= William Walter (poet) =

William Walter was an English poet and translator. He is described on the title-pages of his books as "servaunt to Syr Henry Marney, knight, chaunceler of the duchy of Lancastre". Marney died in 1523, so it is probable that Walter's works were written earlier than is indicated by the date of publication of his first work. Possibly he is the Walter whose services in Paris were so useful to Thomas Lupset in 1528 (Letters and Papers, iv. 4022–3).

His works are:
1. Guystarde and Sygysmonde. "Here foloweth the amerous hystory of Guistarde and Sygysmonde and of theyr dolorous deth by her father, newly translated out of laten into englysshe by Wyllyam Walter, servaunt to Syr Henry Marney, knight, chaunceler of the duchy of Lancastre. Imprinted at London in Flete Strete at the sygne of the Sonne by Wynkyn de Worde. In the yere of our lords 1532." The poem was reprinted for the Roxburghe Club in 1818. It is written in seven-line stanzas, with occasional additional stanzas in the same metre inserted by Robert Copland by way of edifying comment. The Latin may be Leonardo Aretino's version of Giovanni Boccaccio's story. The poem is different from "The statelie Tragedy of Guistard and Sismond" which occurs in Certaine worthye Manuscript Poems of great Antiquitie . . . published by J. S., London, 1597; Edinburgh, 1812; but the metre is the same, and neither poem is directly from Boccaccio.

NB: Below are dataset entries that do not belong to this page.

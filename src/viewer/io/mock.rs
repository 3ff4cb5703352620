//! # Mock I/O Implementations for Testing
//!
//! Provides mock implementations of ByteStream and RenderStream traits
//! for testing without terminal dependencies.

use super::{ByteStream, RenderStream, TerminalSize};
use anyhow::Result;
use crossterm::style::Color;
use parking_lot::Mutex;
use std::collections::VecDeque;
use std::io::Write;
use std::sync::Arc;
use std::time::Duration;

/// Mock byte stream for testing
///
/// Every queued chunk is returned by exactly one `read`, which lets tests
/// control how bytes are split across reads.
pub struct MockByteStream {
    chunks: VecDeque<Vec<u8>>,
    keep_open: bool,
}

impl MockByteStream {
    /// Stream delivering `bytes` in a single read, then end of input
    pub fn new(bytes: impl Into<Vec<u8>>) -> Self {
        Self::with_chunks(vec![bytes.into()])
    }

    /// Stream delivering each chunk in its own read, then end of input
    pub fn with_chunks(chunks: Vec<Vec<u8>>) -> Self {
        Self {
            chunks: chunks.into_iter().collect(),
            keep_open: false,
        }
    }

    /// Once drained, report "no input yet" forever instead of closing.
    ///
    /// Mimics an idle keyboard.
    pub fn keep_open(mut self) -> Self {
        self.keep_open = true;
        self
    }
}

impl ByteStream for MockByteStream {
    fn poll(&mut self, timeout: Duration) -> Result<bool> {
        if self.chunks.is_empty() && self.keep_open {
            std::thread::sleep(timeout);
            return Ok(false);
        }
        Ok(true)
    }

    fn read(&mut self, buf: &mut [u8]) -> Result<usize> {
        let Some(mut chunk) = self.chunks.pop_front() else {
            return Ok(0);
        };

        let n = chunk.len().min(buf.len());
        buf[..n].copy_from_slice(&chunk[..n]);
        if n < chunk.len() {
            chunk.drain(..n);
            self.chunks.push_front(chunk);
        }
        Ok(n)
    }
}

/// Recorded render command for verification
#[derive(Debug, Clone, PartialEq)]
pub enum RenderCommand {
    ClearScreen,
    MoveCursor(u16, u16),
    SetForeground(Option<Color>),
    HideCursor,
    ShowCursor,
    EnterAlternateScreen,
    LeaveAlternateScreen,
    EnableRawMode,
    DisableRawMode,
    Write(Vec<u8>),
    Flush,
}

/// Type alias for command history
pub type CommandHistory = Arc<Mutex<Vec<RenderCommand>>>;

/// Mock render stream for testing
///
/// Records all rendering commands for verification in tests. The history
/// is shared, so it stays readable after the stream moves into a loop.
pub struct MockRenderStream {
    commands: CommandHistory,
    terminal_size: TerminalSize,
    fail_on: Option<RenderCommand>,
}

impl MockRenderStream {
    /// Create a new mock render stream
    pub fn new() -> Self {
        Self::with_size((80, 24))
    }

    /// Create a mock render stream with specific terminal size
    pub fn with_size(size: TerminalSize) -> Self {
        Self {
            commands: Arc::new(Mutex::new(Vec::new())),
            terminal_size: size,
            fail_on: None,
        }
    }

    /// Make `command` fail instead of being recorded
    pub fn fail_on(mut self, command: RenderCommand) -> Self {
        self.fail_on = Some(command);
        self
    }

    /// Shared handle to the recorded commands
    pub fn history(&self) -> CommandHistory {
        Arc::clone(&self.commands)
    }

    /// Get recorded commands for verification
    pub fn get_commands(&self) -> Vec<RenderCommand> {
        self.commands.lock().clone()
    }

    /// All text written so far, concatenated
    pub fn written_text(&self) -> String {
        written_text(&self.commands)
    }

    fn record(&self, command: RenderCommand) -> Result<()> {
        if self.fail_on.as_ref() == Some(&command) {
            anyhow::bail!("mock terminal refused {command:?}");
        }
        self.commands.lock().push(command);
        Ok(())
    }
}

/// Concatenate every `Write` command of a history
pub fn written_text(history: &CommandHistory) -> String {
    let bytes: Vec<u8> = history
        .lock()
        .iter()
        .filter_map(|c| match c {
            RenderCommand::Write(data) => Some(data.as_slice()),
            _ => None,
        })
        .flatten()
        .copied()
        .collect();
    String::from_utf8_lossy(&bytes).into_owned()
}

impl Default for MockRenderStream {
    fn default() -> Self {
        Self::new()
    }
}

impl Write for MockRenderStream {
    fn write(&mut self, buf: &[u8]) -> std::io::Result<usize> {
        self.record(RenderCommand::Write(buf.to_vec()))
            .map_err(std::io::Error::other)?;
        Ok(buf.len())
    }

    fn flush(&mut self) -> std::io::Result<()> {
        self.record(RenderCommand::Flush).map_err(std::io::Error::other)
    }
}

impl RenderStream for MockRenderStream {
    fn clear_screen(&mut self) -> Result<()> {
        self.record(RenderCommand::ClearScreen)
    }

    fn move_cursor(&mut self, x: u16, y: u16) -> Result<()> {
        self.record(RenderCommand::MoveCursor(x, y))
    }

    fn set_foreground(&mut self, color: Option<Color>) -> Result<()> {
        self.record(RenderCommand::SetForeground(color))
    }

    fn hide_cursor(&mut self) -> Result<()> {
        self.record(RenderCommand::HideCursor)
    }

    fn show_cursor(&mut self) -> Result<()> {
        self.record(RenderCommand::ShowCursor)
    }

    fn get_size(&self) -> Result<TerminalSize> {
        Ok(self.terminal_size)
    }

    fn enter_alternate_screen(&mut self) -> Result<()> {
        self.record(RenderCommand::EnterAlternateScreen)
    }

    fn leave_alternate_screen(&mut self) -> Result<()> {
        self.record(RenderCommand::LeaveAlternateScreen)
    }

    fn enable_raw_mode(&mut self) -> Result<()> {
        self.record(RenderCommand::EnableRawMode)
    }

    fn disable_raw_mode(&mut self) -> Result<()> {
        self.record(RenderCommand::DisableRawMode)
    }
}
//! # Viewer Controller
//!
//! Orchestrates one viewing session. Startup is strictly ordered:
//!
//! ```text
//! discovery wait ─▶ dispatch (renderer built) ─▶ subscribe ─▶ terminal setup
//!                                                                  │
//!                  ┌───────────────────────────────────────────────┤
//!                  ▼                                               ▼
//!        InputPump (own thread)                       RenderLoop (this task)
//!                  └──────────── shared CancellationToken ─────────┘
//!                                        │
//!                                        ▼
//!                        join pump, restore terminal, return
//! ```

use crate::cmd_args::CommandLineArgs;
use crate::config;
use crate::viewer::canvas::{Canvas, CanvasMode, ColorSupport};
use crate::viewer::dispatch::DispatchResolver;
use crate::viewer::input::{InputPump, PumpExit};
use crate::viewer::io::{ByteStream, RenderStream};
use crate::viewer::render_loop::RenderLoop;
use crate::viewer::renderers::share;
use crate::viewer::transport::{SchemaId, Transport};
use anyhow::{Context, Result};
use std::time::Duration;
use tokio_util::sync::CancellationToken;

/// Settings of one viewing session
#[derive(Debug, Clone, PartialEq)]
pub struct ViewerOptions {
    pub stream: String,
    pub canvas_mode: CanvasMode,
    pub color_support: ColorSupport,
    pub frame_rate: u32,
    pub discovery_wait: Duration,
}

impl ViewerOptions {
    pub fn new(stream: impl Into<String>) -> Self {
        Self {
            stream: stream.into(),
            canvas_mode: CanvasMode::Unicode,
            color_support: ColorSupport::AutoDetect,
            frame_rate: config::DEFAULT_FRAME_RATE,
            discovery_wait: config::DEFAULT_DISCOVERY_WAIT,
        }
    }

    /// Options for `stream` from parsed command line arguments
    pub fn from_args(stream: &str, args: &CommandLineArgs) -> Self {
        Self {
            stream: stream.to_string(),
            canvas_mode: args.canvas_mode(),
            color_support: args.color_support(),
            frame_rate: args.frame_rate(),
            discovery_wait: args.discovery_wait(),
        }
    }
}

/// How a session ended
#[derive(Debug, Clone, PartialEq, Eq)]
pub struct SessionReport {
    pub schema: SchemaId,
    pub frames: u64,
    pub pump_exit: Option<PumpExit>,
}

pub struct ViewerController<T: Transport> {
    options: ViewerOptions,
    transport: T,
    resolver: DispatchResolver,
}

impl<T: Transport> ViewerController<T> {
    pub fn new(options: ViewerOptions, transport: T) -> Self {
        Self::with_resolver(options, transport, DispatchResolver::default())
    }

    pub fn with_resolver(options: ViewerOptions, transport: T, resolver: DispatchResolver) -> Self {
        Self {
            options,
            transport,
            resolver,
        }
    }

    /// Run a session until `cancel` fires or the keyboard sends Ctrl+C.
    ///
    /// Dispatch failures come back as [`DispatchError`](crate::viewer::dispatch::DispatchError)
    /// inside the `anyhow::Error`, before the terminal is touched.
    pub async fn run<BS, RS>(
        &self,
        input: BS,
        mut out: RS,
        cancel: CancellationToken,
    ) -> Result<SessionReport>
    where
        BS: ByteStream + 'static,
        RS: RenderStream,
    {
        let stream = self.options.stream.as_str();

        if !self.options.discovery_wait.is_zero() {
            tracing::debug!(
                wait_ms = self.options.discovery_wait.as_millis() as u64,
                "waiting for topic discovery"
            );
            tokio::time::sleep(self.options.discovery_wait).await;
        }

        let canvas = Canvas::new(self.options.canvas_mode, self.options.color_support);
        let resolution = self.resolver.resolve(stream, &self.transport, &canvas)?;
        let subscription = self
            .transport
            .subscribe(stream, &resolution.schema)
            .with_context(|| format!("cannot subscribe to {stream}"))?;
        let renderer = share(resolution.renderer);

        if let Err(e) = enter_terminal(&mut out) {
            leave_terminal(&mut out);
            return Err(e.context("cannot set up the terminal"));
        }

        let pump = match InputPump::new(input, renderer.clone(), cancel.clone()).spawn() {
            Ok(pump) => pump,
            Err(e) => {
                leave_terminal(&mut out);
                return Err(e);
            }
        };

        let mut render_loop = RenderLoop::new(
            renderer,
            subscription,
            canvas,
            out,
            self.options.frame_rate,
        );
        let loop_result = render_loop.run(cancel.clone()).await;
        if let Err(e) = &loop_result {
            tracing::error!(error = %e, "render loop failed");
        }

        // The pump re-checks the token at least every poll interval.
        cancel.cancel();
        let pump_exit = match tokio::task::spawn_blocking(move || pump.join()).await {
            Ok(Ok(Ok(exit))) => Some(exit),
            Ok(Ok(Err(e))) => {
                tracing::error!(error = %e, "input pump failed");
                None
            }
            Ok(Err(_)) | Err(_) => {
                tracing::error!("input pump panicked");
                None
            }
        };

        leave_terminal(render_loop.render_stream());
        loop_result?;

        Ok(SessionReport {
            schema: resolution.schema,
            frames: render_loop.frames(),
            pump_exit,
        })
    }
}

fn enter_terminal<RS: RenderStream>(out: &mut RS) -> Result<()> {
    out.enable_raw_mode()?;
    out.enter_alternate_screen()?;
    out.hide_cursor()?;
    out.clear_screen()?;
    Ok(())
}

/// Best effort: every step is attempted even if an earlier one fails
fn leave_terminal<RS: RenderStream>(out: &mut RS) {
    let steps = [
        out.set_foreground(None),
        out.show_cursor(),
        out.leave_alternate_screen(),
        out.disable_raw_mode(),
    ];
    for step in steps {
        if let Err(e) = step {
            tracing::warn!(error = %e, "terminal restore step failed");
        }
    }
}
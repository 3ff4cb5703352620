//! # Render Loop
//!
//! Fixed-rate redraw on the main task:
//!
//! 1. wait for the next tick (ticks sit on a fixed grid, a slow frame does
//!    not shift the ones after it)
//! 2. drain every buffered message into `Renderer::update`, in arrival order
//! 3. `Renderer::draw` once, then present the canvas
//!
//! Updates and the draw happen under one renderer lock, so a frame never
//! shows a state half-way through a key press.

use crate::viewer::canvas::Canvas;
use crate::viewer::io::RenderStream;
use crate::viewer::renderers::SharedRenderer;
use crate::viewer::transport::Subscription;
use anyhow::Result;
use std::time::Duration;
use tokio::time::MissedTickBehavior;
use tokio_util::sync::CancellationToken;

/// Frame period for a rate in Hz, zero treated as 1 Hz
pub fn frame_period(frame_rate: u32) -> Duration {
    Duration::from_secs_f64(1.0 / f64::from(frame_rate.max(1)))
}

/// What one tick did
#[derive(Debug, Clone, Copy, Default, PartialEq, Eq)]
pub struct TickStats {
    pub messages: usize,
}

pub struct RenderLoop<RS: RenderStream> {
    renderer: SharedRenderer,
    subscription: Subscription,
    canvas: Canvas,
    out: RS,
    period: Duration,
    frames: u64,
}

impl<RS: RenderStream> RenderLoop<RS> {
    pub fn new(
        renderer: SharedRenderer,
        subscription: Subscription,
        canvas: Canvas,
        out: RS,
        frame_rate: u32,
    ) -> Self {
        Self {
            renderer,
            subscription,
            canvas,
            out,
            period: frame_period(frame_rate),
            frames: 0,
        }
    }

    /// Frames drawn so far
    pub fn frames(&self) -> u64 {
        self.frames
    }

    pub fn canvas(&self) -> &Canvas {
        &self.canvas
    }

    pub fn render_stream(&mut self) -> &mut RS {
        &mut self.out
    }

    /// One iteration without the wait: drain, update, draw, present
    pub fn tick(&mut self) -> Result<TickStats> {
        let messages = self.subscription.drain();
        let (width, height) = self.out.get_size()?;
        self.canvas.resize(width, height);

        {
            let mut renderer = self.renderer.lock();
            for message in &messages {
                renderer.update(message);
            }
            renderer.draw(&mut self.canvas);
        }

        self.canvas.present(&mut self.out)?;
        self.frames += 1;

        if !messages.is_empty() {
            tracing::trace!(messages = messages.len(), frame = self.frames, "frame drawn");
        }
        Ok(TickStats {
            messages: messages.len(),
        })
    }

    /// Tick at the configured rate until `cancel` fires
    pub async fn run(&mut self, cancel: CancellationToken) -> Result<()> {
        let mut ticker = tokio::time::interval(self.period);
        ticker.set_missed_tick_behavior(MissedTickBehavior::Skip);
        tracing::debug!(
            stream = self.subscription.stream(),
            period_ms = self.period.as_millis() as u64,
            "render loop started"
        );

        loop {
            tokio::select! {
                _ = cancel.cancelled() => break,
                _ = ticker.tick() => {
                    self.tick()?;
                }
            }
        }

        tracing::debug!(frames = self.frames, "render loop stopped");
        Ok(())
    }
}
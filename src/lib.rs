//! # rosshow - Live Topic Viewer for the Terminal
//!
//! Point it at a stream name; it waits briefly for publishers, picks a
//! renderer for the stream's message type and redraws it at a fixed rate
//! until Ctrl+C.
//!
//! ## Architecture
//!
//! ```text
//! ┌─────────────┐   messages   ┌──────────────┐    draw     ┌──────────┐
//! │  Transport  │─────────────▶│  RenderLoop  │────────────▶│  Canvas  │
//! │  (Bus)      │              │  (main task) │             │          │
//! └─────────────┘              └──────────────┘             └──────────┘
//!                                     ▲                          │
//!                                     │ shared renderer          │ present
//!                              ┌──────────────┐           ┌──────────────┐
//!                              │  InputPump   │           │ RenderStream │
//!                              │  (thread)    │           │  (terminal)  │
//!                              └──────────────┘           └──────────────┘
//! ```

pub mod cmd_args;
pub mod config;
pub mod viewer;

// Re-export main types for easy access
pub use viewer::*;
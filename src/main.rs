//! # rosshow Main Entry Point
//!
//! Parses arguments, connects the bus feed and runs one viewing session.

use anyhow::Result;
use rosshow::cmd_args::CommandLineArgs;
use rosshow::config;
use rosshow::viewer::io::{StdinByteStream, TerminalRenderStream};
use rosshow::{Bus, DispatchError, JsonLinesFeed, ViewerController, ViewerOptions};
use tokio_util::sync::CancellationToken;

#[tokio::main]
async fn main() {
    let args = CommandLineArgs::parse();

    let Some(stream) = args.stream() else {
        // A missing topic is not treated as a failure.
        println!("{}", CommandLineArgs::help());
        std::process::exit(0);
    };

    if let Err(e) = config::init_logging() {
        eprintln!("warning: {e:#}");
    }

    match run(stream, &args).await {
        Ok(()) => std::process::exit(0),
        Err(e) => {
            let code = match e.downcast_ref::<DispatchError>() {
                Some(dispatch) => {
                    eprintln!("{dispatch}");
                    dispatch.exit_code()
                }
                None => {
                    eprintln!("error: {e:#}");
                    1
                }
            };
            tracing::error!(error = %e, "session failed");
            std::process::exit(code);
        }
    }
}

async fn run(stream: &str, args: &CommandLineArgs) -> Result<()> {
    let bus = Bus::new();
    // Without a source the bus stays empty and dispatch reports the topic as unpublished.
    let feed = match JsonLinesFeed::spawn(args.bus_path(), bus.clone()) {
        Ok(feed) => {
            tracing::info!(bus = %feed.path().display(), "bus source opened");
            Some(feed)
        }
        Err(e) => {
            tracing::warn!(error = %e, "no bus source");
            None
        }
    };
    tracing::info!(stream, "starting viewer");

    let cancel = CancellationToken::new();
    let signal_token = cancel.clone();
    tokio::spawn(async move {
        if tokio::signal::ctrl_c().await.is_ok() {
            tracing::info!("SIGINT received, shutting down");
            signal_token.cancel();
        }
    });

    let controller = ViewerController::new(ViewerOptions::from_args(stream, args), bus);
    let report = controller
        .run(StdinByteStream::new()?, TerminalRenderStream::new(), cancel)
        .await?;

    tracing::info!(
        schema = %report.schema,
        frames = report.frames,
        pump_exit = ?report.pump_exit,
        "viewer stopped"
    );
    if let Some(feed) = feed {
        feed.stop();
    }
    Ok(())
}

2. The Spectacle of Lovers. "Hereafter foloweth a lytell contravers dyalogue between love and councell with many goodly argumentes of good women and bad, very compendyous to all estates, newly compyled by William Walter, servaunt unto Syr Henry Marnaye, knyght, Chauncelour of the Duchy of Lancastre. Imprynted at London in Flete Strete at the sygne of the Sonne by me, Wynkyn de Worde." There is a short account of this poem, which is apparently a translation, in John Payne Collier's Bibliographical Account of Early English Literature (ii. 378, 482).
3. Tytus and Gesyppus. "Here begynneth the hystory of Tytus and Gesyppus translated out of latyn in to englyshe by Wyllyam Walter, sometymeservante to Syr Henry Marney, knyght, chaunceler of the duchy of Lancastre. Emprynted at London in the Flete Strete at the sygne of the Sonne by me, Wynkyn de Worde." The poem is described in Dibdin's edition of Typographical Antiquities by Joseph Ames, as prepared by William Herbert.